1\. A sample of methane has a volume of \(17.5 \mathrm{~L}\) at \(100.0^{\circ} \mathrm{C}\) and \(1.72 \mathrm{~atm}\). How many moles of methane are in the sample? 2\. A \(0.0500 \mathrm{~L}\) sample of a gas has a pressure of \(745 \mathrm{~mm} \mathrm{Hg}\) at \(26.4^{\circ} \mathrm{C}\). The temperatureis now raised to \(404.4 \mathrm{~K}\) and the volume is allowed to expand until a final pressure of \(1.06\) atm is reached. What is the final volume of the gas? 3\. When \(128.9\) grams of cyclopropane \(\left(\mathrm{C}_{3} \mathrm{H}_{6}\right)\) are placed into an \(8.00 \mathrm{~L}\) cylinder at \(298 \mathrm{~K}\), the pressure is observed to be \(1.24\) atm. A piston in the cylinder is now adjusted so that the volume is now \(12.00 \mathrm{~L}\) and the pressure is \(0.88 \mathrm{~atm} .\) What is the final temperature of the gas?

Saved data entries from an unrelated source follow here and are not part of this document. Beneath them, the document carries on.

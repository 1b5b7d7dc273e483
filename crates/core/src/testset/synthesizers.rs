use super::TestsetRow;
use crate::graph::{KnowledgeGraph, Node, RelationshipKind};
use crate::traits::LanguageModel;
use crate::ModelError;
use async_trait::async_trait;
use serde::{Deserialize, Serialize};
use std::sync::Arc;
use tracing::warn;

#[derive(Debug, Clone, Copy, PartialEq, Eq, Hash, Serialize, Deserialize)]
#[serde(rename_all = "snake_case")]
pub enum SynthesizerKind {
    SingleHopSpecific,
    MultiHopAbstract,
    MultiHopSpecific,
}

impl SynthesizerKind {
    pub const ALL: [SynthesizerKind; 3] = [
        SynthesizerKind::SingleHopSpecific,
        SynthesizerKind::MultiHopAbstract,
        SynthesizerKind::MultiHopSpecific,
    ];

    pub fn name(&self) -> &'static str {
        match self {
            SynthesizerKind::SingleHopSpecific => "single_hop_specific_query_synthesizer",
            SynthesizerKind::MultiHopAbstract => "multi_hop_abstract_query_synthesizer",
            SynthesizerKind::MultiHopSpecific => "multi_hop_specific_query_synthesizer",
        }
    }

    pub fn parse(value: &str) -> Option<Self> {
        Self::ALL.into_iter().find(|kind| {
            kind.name() == value || kind.name().trim_end_matches("_query_synthesizer") == value
        })
    }

    pub fn build(self, model: Arc<dyn LanguageModel>) -> Box<dyn Synthesizer> {
        match self {
            SynthesizerKind::SingleHopSpecific => Box::new(SingleHopSpecificSynthesizer { model }),
            SynthesizerKind::MultiHopAbstract => Box::new(MultiHopAbstractSynthesizer { model }),
            SynthesizerKind::MultiHopSpecific => Box::new(MultiHopSpecificSynthesizer { model }),
        }
    }
}

/// Produces up to `count` rows from the graph. Fewer rows are fine when the
/// graph lacks the structure the strategy needs.
#[async_trait]
pub trait Synthesizer: Send + Sync {
    fn kind(&self) -> SynthesizerKind;

    async fn synthesize(
        &self,
        graph: &KnowledgeGraph,
        count: usize,
    ) -> Result<Vec<TestsetRow>, ModelError>;
}

#[derive(Debug, Deserialize)]
struct QuestionAnswer {
    question: String,
    answer: String,
}

const REPLY_FORMAT: &str = "Reply with a single JSON object of the form \
{\"question\": \"...\", \"answer\": \"...\"} and nothing else.";

/// Pulls the first `{ ... }` object out of a reply, tolerating code fences
/// and chatter around it.
fn parse_reply(reply: &str) -> Option<QuestionAnswer> {
    let start = reply.find('{')?;
    let end = reply.rfind('}')?;
    if end < start {
        return None;
    }
    let parsed: QuestionAnswer = serde_json::from_str(&reply[start..=end]).ok()?;
    if parsed.question.trim().is_empty() || parsed.answer.trim().is_empty() {
        return None;
    }
    Some(parsed)
}

async fn ask(
    model: &dyn LanguageModel,
    kind: SynthesizerKind,
    prompt: String,
    contexts: Vec<String>,
) -> Result<Option<TestsetRow>, ModelError> {
    let reply = model.complete(&prompt).await?;
    let Some(parsed) = parse_reply(&reply) else {
        warn!(synthesizer = kind.name(), "skipping unparsable synthesizer reply");
        return Ok(None);
    };
    Ok(Some(TestsetRow {
        user_input: parsed.question.trim().to_string(),
        reference: parsed.answer.trim().to_string(),
        reference_contexts: contexts,
        synthesizer_name: kind.name().to_string(),
    }))
}

fn round_robin<'a, T>(items: &'a [T], count: usize) -> impl Iterator<Item = (usize, &'a T)> + 'a {
    let rounds = if items.is_empty() { 0 } else { count };
    items.iter().cycle().take(rounds).enumerate()
}

pub struct SingleHopSpecificSynthesizer {
    model: Arc<dyn LanguageModel>,
}

#[async_trait]
impl Synthesizer for SingleHopSpecificSynthesizer {
    fn kind(&self) -> SynthesizerKind {
        SynthesizerKind::SingleHopSpecific
    }

    async fn synthesize(
        &self,
        graph: &KnowledgeGraph,
        count: usize,
    ) -> Result<Vec<TestsetRow>, ModelError> {
        let mut nodes: Vec<&Node> = graph.nodes.iter().collect();
        nodes.sort_by_key(|node| node.properties.entities.is_empty());

        let mut rows = Vec::new();
        for (visit, node) in round_robin(&nodes, count) {
            let entities = &node.properties.entities;
            let focus = match entities.len() {
                0 => String::new(),
                len => format!(
                    "Focus the question on \"{}\".\n",
                    entities[(visit / nodes.len()) % len]
                ),
            };
            let prompt = format!(
                "You write evaluation questions for a contract question-answering system.\n\
                 Write one specific factual question that can be answered from the excerpt \
                 alone, and its correct answer taken from the excerpt.\n{focus}\n\
                 Excerpt:\n{}\n\n{REPLY_FORMAT}",
                node.properties.page_content
            );
            let contexts = vec![node.properties.page_content.clone()];
            if let Some(row) = ask(self.model.as_ref(), self.kind(), prompt, contexts).await? {
                rows.push(row);
            }
        }
        Ok(rows)
    }
}

fn linked_pairs<'g>(
    graph: &'g KnowledgeGraph,
    wanted: fn(&RelationshipKind) -> bool,
) -> Vec<(&'g Node, &'g Node, &'g RelationshipKind)> {
    graph
        .relationships
        .iter()
        .filter(|relationship| wanted(&relationship.kind))
        .filter_map(|relationship| {
            Some((
                graph.node(relationship.source)?,
                graph.node(relationship.target)?,
                &relationship.kind,
            ))
        })
        .collect()
}

pub struct MultiHopAbstractSynthesizer {
    model: Arc<dyn LanguageModel>,
}

#[async_trait]
impl Synthesizer for MultiHopAbstractSynthesizer {
    fn kind(&self) -> SynthesizerKind {
        SynthesizerKind::MultiHopAbstract
    }

    async fn synthesize(
        &self,
        graph: &KnowledgeGraph,
        count: usize,
    ) -> Result<Vec<TestsetRow>, ModelError> {
        let pairs = linked_pairs(graph, |kind| {
            matches!(kind, RelationshipKind::SummarySimilarity { .. })
        });

        let mut rows = Vec::new();
        for (_, (left, right, _)) in round_robin(&pairs, count) {
            let prompt = format!(
                "You write evaluation questions for a contract question-answering system.\n\
                 Write one broad question about themes, obligations or risks that needs both \
                 excerpts to answer, and an answer that combines them.\n\n\
                 Excerpt 1:\n{}\n\nExcerpt 2:\n{}\n\n{REPLY_FORMAT}",
                left.best_text(),
                right.best_text()
            );
            let contexts = vec![
                left.properties.page_content.clone(),
                right.properties.page_content.clone(),
            ];
            if let Some(row) = ask(self.model.as_ref(), self.kind(), prompt, contexts).await? {
                rows.push(row);
            }
        }
        Ok(rows)
    }
}

pub struct MultiHopSpecificSynthesizer {
    model: Arc<dyn LanguageModel>,
}

#[async_trait]
impl Synthesizer for MultiHopSpecificSynthesizer {
    fn kind(&self) -> SynthesizerKind {
        SynthesizerKind::MultiHopSpecific
    }

    async fn synthesize(
        &self,
        graph: &KnowledgeGraph,
        count: usize,
    ) -> Result<Vec<TestsetRow>, ModelError> {
        let pairs = linked_pairs(graph, |kind| {
            matches!(kind, RelationshipKind::EntitiesOverlap { .. })
        });

        let mut rows = Vec::new();
        for (_, (left, right, kind)) in round_robin(&pairs, count) {
            let shared = match kind {
                RelationshipKind::EntitiesOverlap {
                    overlapped_entities,
                } => overlapped_entities.join(", "),
                RelationshipKind::SummarySimilarity { .. } => String::new(),
            };
            let prompt = format!(
                "You write evaluation questions for a contract question-answering system.\n\
                 Both excerpts mention: {shared}.\n\
                 Write one specific question about these entities that can only be answered \
                 by combining facts from both excerpts, and its correct answer.\n\n\
                 Excerpt 1:\n{}\n\nExcerpt 2:\n{}\n\n{REPLY_FORMAT}",
                left.properties.page_content,
                right.properties.page_content
            );
            let contexts = vec![
                left.properties.page_content.clone(),
                right.properties.page_content.clone(),
            ];
            if let Some(row) = ask(self.model.as_ref(), self.kind(), prompt, contexts).await? {
                rows.push(row);
            }
        }
        Ok(rows)
    }
}

#[cfg(test)]
mod tests {
    use super::*;
    use crate::graph::Relationship;
    use crate::testing::FakeModel;
    use crate::{Chunk, ChunkType};

    const GOOD_REPLY: &str =
        "```json\n{\"question\": \"Who pays shipping?\", \"answer\": \"The Buyer.\"}\n```";

    fn graph(count: u32) -> KnowledgeGraph {
        let chunks: Vec<Chunk> = (1..=count)
            .map(|chunk_id| Chunk {
                content: format!("Clause {chunk_id}: the Buyer pays shipping costs."),
                source_file: "sale.pdf".to_string(),
                chunk_id,
                total_chunks: count,
                chunk_type: ChunkType::SizeBased,
            })
            .collect();
        KnowledgeGraph::from_chunks(&chunks)
    }

    #[test]
    fn replies_are_parsed_through_fences_and_blank_fields_rejected() {
        let parsed = parse_reply(GOOD_REPLY).map(|qa| (qa.question, qa.answer));
        assert_eq!(
            parsed,
            Some(("Who pays shipping?".to_string(), "The Buyer.".to_string()))
        );
        assert!(parse_reply("no json here").is_none());
        assert!(parse_reply("{\"question\": \" \", \"answer\": \"x\"}").is_none());
    }

    #[test]
    fn kinds_parse_from_full_and_short_names() {
        assert_eq!(
            SynthesizerKind::parse("multi_hop_abstract_query_synthesizer"),
            Some(SynthesizerKind::MultiHopAbstract)
        );
        assert_eq!(
            SynthesizerKind::parse("single_hop_specific"),
            Some(SynthesizerKind::SingleHopSpecific)
        );
        assert_eq!(SynthesizerKind::parse("three_hop"), None);
    }

    #[tokio::test]
    async fn single_hop_cycles_nodes_and_prefers_entity_nodes() -> Result<(), ModelError> {
        let mut graph = graph(2);
        graph.nodes[1].properties.entities = vec!["Buyer".to_string()];
        let model = Arc::new(FakeModel::always(GOOD_REPLY));
        let synthesizer = SynthesizerKind::SingleHopSpecific.build(model.clone());

        let rows = synthesizer.synthesize(&graph, 3).await?;

        assert_eq!(rows.len(), 3);
        assert_eq!(model.calls(), 3);
        assert!(rows
            .iter()
            .all(|row| row.synthesizer_name == "single_hop_specific_query_synthesizer"));
        assert_eq!(rows[0].reference_contexts, vec![graph.nodes[1].properties.page_content.clone()]);
        assert!(model.prompts()[0].contains("Focus the question on \"Buyer\""));
        Ok(())
    }

    #[tokio::test]
    async fn multi_hop_needs_matching_relationships() -> Result<(), ModelError> {
        let mut graph = graph(3);
        let (a, b) = (graph.nodes[0].id, graph.nodes[2].id);
        graph.relationships.push(Relationship::new(
            a,
            b,
            RelationshipKind::EntitiesOverlap {
                overlapped_entities: vec!["buyer".to_string()],
            },
        ));
        let model = Arc::new(FakeModel::always(GOOD_REPLY));

        let abstract_rows = SynthesizerKind::MultiHopAbstract
            .build(model.clone())
            .synthesize(&graph, 2)
            .await?;
        let specific_rows = SynthesizerKind::MultiHopSpecific
            .build(model.clone())
            .synthesize(&graph, 2)
            .await?;

        assert!(abstract_rows.is_empty());
        assert_eq!(specific_rows.len(), 2);
        assert_eq!(specific_rows[0].reference_contexts.len(), 2);
        assert!(model.prompts()[0].contains("Both excerpts mention: buyer."));
        Ok(())
    }

    #[tokio::test]
    async fn unparsable_replies_are_skipped() -> Result<(), ModelError> {
        let model = Arc::new(FakeModel::always("I cannot help with that."));
        let rows = SynthesizerKind::SingleHopSpecific
            .build(model.clone())
            .synthesize(&graph(2), 2)
            .await?;

        assert!(rows.is_empty());
        assert_eq!(model.calls(), 2);
        Ok(())
    }
}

The process of calculating the moles of methane involves the ideal gas law, which is expressed through the formula PV = nRT. In this case, to determine the number of moles (), we have the given volume (V) of methane gas, expressed in liters, the pressure (P) in atmospheres, and the temperature (T) converted into Kelvin by adding 273.15 to the given Celsius temperature. With the values for P, V, and T known, and the ideal gas constant (R) as 0.0821 L\(\cdot\)atm/(mol\(\cdot\)K), the moles of methane can be solved by rearranging the ideal gas equation to n = PV/RT.

By inserting the specific values into the rearranged formula, we find the exact number of moles present in the sample. It's important to ensure that all units match those required by the ideal gas equation, particularly temperature in Kelvin and pressure in atmospheres, to obtain the correct calculation. This conversion consistency is essential when applying the ideal gas law.

Conversions play a key role in applying gas laws effectively. In the case of the combined gas law, pressures may need to be converted between different units, such as from mmHg to atmospheres, because the gas law requires consistency in units. The conversion factor between mmHg and atm is that 1 atm equals 760 mmHg.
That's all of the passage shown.